SUPPLIED INFORMATION:
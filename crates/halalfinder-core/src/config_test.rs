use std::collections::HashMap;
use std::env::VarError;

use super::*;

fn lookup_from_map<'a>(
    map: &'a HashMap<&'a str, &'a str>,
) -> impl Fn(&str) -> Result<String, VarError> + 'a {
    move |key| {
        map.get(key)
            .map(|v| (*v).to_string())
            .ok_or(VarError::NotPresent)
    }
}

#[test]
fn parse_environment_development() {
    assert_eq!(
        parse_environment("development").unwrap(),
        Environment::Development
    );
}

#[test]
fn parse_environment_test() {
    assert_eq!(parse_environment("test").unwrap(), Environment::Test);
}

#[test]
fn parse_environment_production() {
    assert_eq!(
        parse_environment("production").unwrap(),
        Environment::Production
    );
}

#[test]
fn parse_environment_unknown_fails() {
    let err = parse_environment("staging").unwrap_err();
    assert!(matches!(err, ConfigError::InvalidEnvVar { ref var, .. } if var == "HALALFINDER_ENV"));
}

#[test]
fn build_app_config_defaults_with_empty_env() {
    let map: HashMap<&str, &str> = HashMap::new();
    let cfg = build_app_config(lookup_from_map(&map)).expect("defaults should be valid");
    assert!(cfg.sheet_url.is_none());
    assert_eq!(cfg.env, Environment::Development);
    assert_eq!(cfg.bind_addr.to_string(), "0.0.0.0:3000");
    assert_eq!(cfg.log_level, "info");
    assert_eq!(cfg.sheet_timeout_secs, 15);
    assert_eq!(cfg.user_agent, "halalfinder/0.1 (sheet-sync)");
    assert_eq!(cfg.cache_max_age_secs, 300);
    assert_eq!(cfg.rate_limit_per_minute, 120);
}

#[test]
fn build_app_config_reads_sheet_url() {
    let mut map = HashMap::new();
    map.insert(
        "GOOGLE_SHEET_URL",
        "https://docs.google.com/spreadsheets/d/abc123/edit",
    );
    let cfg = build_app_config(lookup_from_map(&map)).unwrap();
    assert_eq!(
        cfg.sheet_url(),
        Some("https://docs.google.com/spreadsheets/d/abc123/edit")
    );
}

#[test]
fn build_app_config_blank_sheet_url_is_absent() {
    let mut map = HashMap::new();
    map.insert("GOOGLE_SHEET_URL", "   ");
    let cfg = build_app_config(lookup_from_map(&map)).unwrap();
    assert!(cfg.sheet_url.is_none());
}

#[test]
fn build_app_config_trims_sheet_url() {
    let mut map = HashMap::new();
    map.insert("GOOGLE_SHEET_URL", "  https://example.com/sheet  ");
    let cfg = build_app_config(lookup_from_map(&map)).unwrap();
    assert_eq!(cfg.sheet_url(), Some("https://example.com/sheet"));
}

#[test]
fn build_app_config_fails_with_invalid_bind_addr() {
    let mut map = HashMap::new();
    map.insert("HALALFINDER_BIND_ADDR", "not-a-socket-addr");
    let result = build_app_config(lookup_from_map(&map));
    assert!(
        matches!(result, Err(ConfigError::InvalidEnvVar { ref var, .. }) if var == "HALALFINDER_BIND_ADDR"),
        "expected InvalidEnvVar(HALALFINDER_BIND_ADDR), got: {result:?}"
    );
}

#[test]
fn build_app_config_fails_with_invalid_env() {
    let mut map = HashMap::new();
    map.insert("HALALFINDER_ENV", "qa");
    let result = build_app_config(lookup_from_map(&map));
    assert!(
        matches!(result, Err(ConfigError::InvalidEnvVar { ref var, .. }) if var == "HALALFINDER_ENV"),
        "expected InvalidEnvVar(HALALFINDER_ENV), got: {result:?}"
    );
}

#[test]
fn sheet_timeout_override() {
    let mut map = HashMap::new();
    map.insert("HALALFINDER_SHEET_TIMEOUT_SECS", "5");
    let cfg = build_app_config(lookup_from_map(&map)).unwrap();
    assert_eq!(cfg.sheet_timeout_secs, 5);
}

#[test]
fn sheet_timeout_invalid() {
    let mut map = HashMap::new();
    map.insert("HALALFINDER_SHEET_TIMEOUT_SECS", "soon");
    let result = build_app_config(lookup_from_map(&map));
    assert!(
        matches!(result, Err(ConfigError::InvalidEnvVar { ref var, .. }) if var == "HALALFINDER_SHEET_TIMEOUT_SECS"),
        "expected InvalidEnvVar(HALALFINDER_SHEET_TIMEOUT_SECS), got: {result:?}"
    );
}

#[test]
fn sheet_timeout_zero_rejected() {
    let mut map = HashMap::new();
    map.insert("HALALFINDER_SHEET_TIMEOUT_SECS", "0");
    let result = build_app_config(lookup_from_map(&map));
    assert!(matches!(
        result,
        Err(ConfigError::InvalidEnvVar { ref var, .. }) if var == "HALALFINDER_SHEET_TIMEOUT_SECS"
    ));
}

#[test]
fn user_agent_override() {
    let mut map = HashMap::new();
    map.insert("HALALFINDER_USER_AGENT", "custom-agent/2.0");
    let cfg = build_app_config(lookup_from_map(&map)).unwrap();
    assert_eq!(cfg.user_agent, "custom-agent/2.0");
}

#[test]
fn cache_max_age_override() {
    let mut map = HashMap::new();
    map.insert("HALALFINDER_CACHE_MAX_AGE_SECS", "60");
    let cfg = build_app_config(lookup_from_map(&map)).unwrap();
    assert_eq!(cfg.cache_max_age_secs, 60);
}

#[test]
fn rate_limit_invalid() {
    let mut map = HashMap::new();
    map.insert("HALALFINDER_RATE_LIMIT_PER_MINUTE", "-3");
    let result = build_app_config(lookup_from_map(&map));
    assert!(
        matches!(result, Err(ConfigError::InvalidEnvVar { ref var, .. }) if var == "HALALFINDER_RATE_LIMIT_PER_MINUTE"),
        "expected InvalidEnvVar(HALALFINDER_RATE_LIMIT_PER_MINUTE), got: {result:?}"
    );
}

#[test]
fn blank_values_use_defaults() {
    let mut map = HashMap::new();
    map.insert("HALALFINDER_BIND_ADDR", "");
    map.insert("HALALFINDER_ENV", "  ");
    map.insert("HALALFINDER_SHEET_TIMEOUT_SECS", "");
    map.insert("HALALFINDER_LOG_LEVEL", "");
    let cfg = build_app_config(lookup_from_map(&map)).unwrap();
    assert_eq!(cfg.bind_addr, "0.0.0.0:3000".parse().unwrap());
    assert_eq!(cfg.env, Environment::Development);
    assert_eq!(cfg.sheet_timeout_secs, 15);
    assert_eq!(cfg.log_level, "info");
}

---

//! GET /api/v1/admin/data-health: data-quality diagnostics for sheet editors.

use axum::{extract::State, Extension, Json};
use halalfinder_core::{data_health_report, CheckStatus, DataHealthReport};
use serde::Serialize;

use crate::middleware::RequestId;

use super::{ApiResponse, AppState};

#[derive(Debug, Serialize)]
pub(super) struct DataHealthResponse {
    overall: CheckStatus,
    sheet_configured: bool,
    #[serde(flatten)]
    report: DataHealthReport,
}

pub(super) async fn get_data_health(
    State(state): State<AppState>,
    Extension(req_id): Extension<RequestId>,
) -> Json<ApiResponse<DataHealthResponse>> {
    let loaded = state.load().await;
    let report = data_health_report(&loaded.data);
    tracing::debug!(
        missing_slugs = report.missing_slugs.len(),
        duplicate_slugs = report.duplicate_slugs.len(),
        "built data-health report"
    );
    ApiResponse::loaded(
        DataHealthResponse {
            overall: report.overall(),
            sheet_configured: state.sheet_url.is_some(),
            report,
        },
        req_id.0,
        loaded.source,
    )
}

...

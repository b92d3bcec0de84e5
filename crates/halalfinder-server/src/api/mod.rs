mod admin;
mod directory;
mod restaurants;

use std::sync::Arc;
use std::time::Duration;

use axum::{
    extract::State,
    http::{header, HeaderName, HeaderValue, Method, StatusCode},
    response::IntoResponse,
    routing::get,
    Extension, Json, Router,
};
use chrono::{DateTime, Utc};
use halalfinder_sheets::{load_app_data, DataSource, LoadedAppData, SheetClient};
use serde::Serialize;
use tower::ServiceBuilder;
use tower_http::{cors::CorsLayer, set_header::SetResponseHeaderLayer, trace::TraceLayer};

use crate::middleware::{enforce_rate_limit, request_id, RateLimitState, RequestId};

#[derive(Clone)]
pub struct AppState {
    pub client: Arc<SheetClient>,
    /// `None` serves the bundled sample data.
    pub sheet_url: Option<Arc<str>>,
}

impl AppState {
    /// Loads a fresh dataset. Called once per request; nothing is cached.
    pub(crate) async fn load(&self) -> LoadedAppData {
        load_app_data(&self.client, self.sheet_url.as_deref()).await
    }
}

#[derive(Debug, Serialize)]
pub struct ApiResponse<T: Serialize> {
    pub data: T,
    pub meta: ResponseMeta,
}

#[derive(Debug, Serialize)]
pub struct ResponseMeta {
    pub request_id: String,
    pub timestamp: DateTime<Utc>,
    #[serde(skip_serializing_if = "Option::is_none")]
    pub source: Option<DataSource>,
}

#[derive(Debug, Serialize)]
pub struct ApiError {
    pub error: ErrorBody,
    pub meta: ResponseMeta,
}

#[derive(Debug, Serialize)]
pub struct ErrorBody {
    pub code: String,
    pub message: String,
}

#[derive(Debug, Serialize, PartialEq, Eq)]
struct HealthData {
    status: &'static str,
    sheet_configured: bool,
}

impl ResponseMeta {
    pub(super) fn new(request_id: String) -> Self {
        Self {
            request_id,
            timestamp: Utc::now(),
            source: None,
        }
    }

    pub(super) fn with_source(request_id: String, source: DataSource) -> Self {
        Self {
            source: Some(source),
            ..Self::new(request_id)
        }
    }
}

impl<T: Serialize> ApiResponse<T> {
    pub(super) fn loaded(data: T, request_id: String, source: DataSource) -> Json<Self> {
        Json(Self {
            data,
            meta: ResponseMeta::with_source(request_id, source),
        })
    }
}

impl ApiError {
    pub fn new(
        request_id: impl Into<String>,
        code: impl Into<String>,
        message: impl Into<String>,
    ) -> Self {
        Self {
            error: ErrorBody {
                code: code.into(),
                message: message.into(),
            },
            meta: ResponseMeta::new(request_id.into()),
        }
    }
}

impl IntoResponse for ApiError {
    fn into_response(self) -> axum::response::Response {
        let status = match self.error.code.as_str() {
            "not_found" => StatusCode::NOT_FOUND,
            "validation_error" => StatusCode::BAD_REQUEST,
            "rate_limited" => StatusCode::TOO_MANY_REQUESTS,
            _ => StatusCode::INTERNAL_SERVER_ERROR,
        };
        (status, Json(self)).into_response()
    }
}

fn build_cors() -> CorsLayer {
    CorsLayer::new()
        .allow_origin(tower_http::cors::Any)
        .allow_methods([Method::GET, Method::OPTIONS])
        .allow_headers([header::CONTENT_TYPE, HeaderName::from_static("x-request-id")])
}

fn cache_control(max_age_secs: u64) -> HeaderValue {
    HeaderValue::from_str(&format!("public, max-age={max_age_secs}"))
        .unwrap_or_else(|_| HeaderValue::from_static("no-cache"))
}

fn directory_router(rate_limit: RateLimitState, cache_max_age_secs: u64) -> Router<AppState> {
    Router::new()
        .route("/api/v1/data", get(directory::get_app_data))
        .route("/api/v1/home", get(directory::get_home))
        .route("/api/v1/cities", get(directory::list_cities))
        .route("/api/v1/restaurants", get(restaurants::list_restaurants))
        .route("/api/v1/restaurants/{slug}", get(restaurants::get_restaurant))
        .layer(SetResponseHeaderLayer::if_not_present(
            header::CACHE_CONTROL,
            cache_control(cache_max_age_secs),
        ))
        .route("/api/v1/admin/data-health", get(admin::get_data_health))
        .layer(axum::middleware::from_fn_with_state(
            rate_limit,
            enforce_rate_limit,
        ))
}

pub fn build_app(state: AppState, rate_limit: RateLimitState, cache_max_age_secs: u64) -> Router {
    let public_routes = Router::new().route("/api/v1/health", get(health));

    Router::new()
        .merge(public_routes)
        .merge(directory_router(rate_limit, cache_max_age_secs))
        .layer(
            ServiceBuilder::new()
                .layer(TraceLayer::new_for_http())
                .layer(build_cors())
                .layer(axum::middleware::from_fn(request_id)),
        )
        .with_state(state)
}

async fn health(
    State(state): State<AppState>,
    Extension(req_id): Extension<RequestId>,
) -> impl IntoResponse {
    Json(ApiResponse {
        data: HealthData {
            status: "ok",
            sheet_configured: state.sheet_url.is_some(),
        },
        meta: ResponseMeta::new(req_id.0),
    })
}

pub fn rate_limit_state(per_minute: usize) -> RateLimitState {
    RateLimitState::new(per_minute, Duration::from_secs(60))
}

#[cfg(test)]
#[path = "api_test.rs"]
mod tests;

PROBLEM REQUIREMENTS:
When you reach the line holding "filename crates/halalfinder-core/src/config_test.rs" in the records above, begin reproducing exactly, stop after the line holding "let map: HashMap<&str, &str>", and output nothing else.

WRITTEN REPLY:
filename crates/halalfinder-core/src/config_test.rs
use std::collections::HashMap;
use std::env::VarError;

use super::*;

fn lookup_from_map<'a>(
    map: &'a HashMap<&'a str, &'a str>,
) -> impl Fn(&str) -> Result<String, VarError> + 'a {
    move |key| {
        map.get(key)
            .map(|v| (*v).to_string())
            .ok_or(VarError::NotPresent)
    }
}

#[test]
fn parse_environment_development() {
    assert_eq!(
        parse_environment("development").unwrap(),
        Environment::Development
    );
}

#[test]
fn parse_environment_test() {
    assert_eq!(parse_environment("test").unwrap(), Environment::Test);
}

#[test]
fn parse_environment_production() {
    assert_eq!(
        parse_environment("production").unwrap(),
        Environment::Production
    );
}

#[test]
fn parse_environment_unknown_fails() {
    let err = parse_environment("staging").unwrap_err();
    assert!(matches!(err, ConfigError::InvalidEnvVar { ref var, .. } if var == "HALALFINDER_ENV"));
}

#[test]
fn build_app_config_defaults_with_empty_env() {
    let map: HashMap<&str, &str> = HashMap::new();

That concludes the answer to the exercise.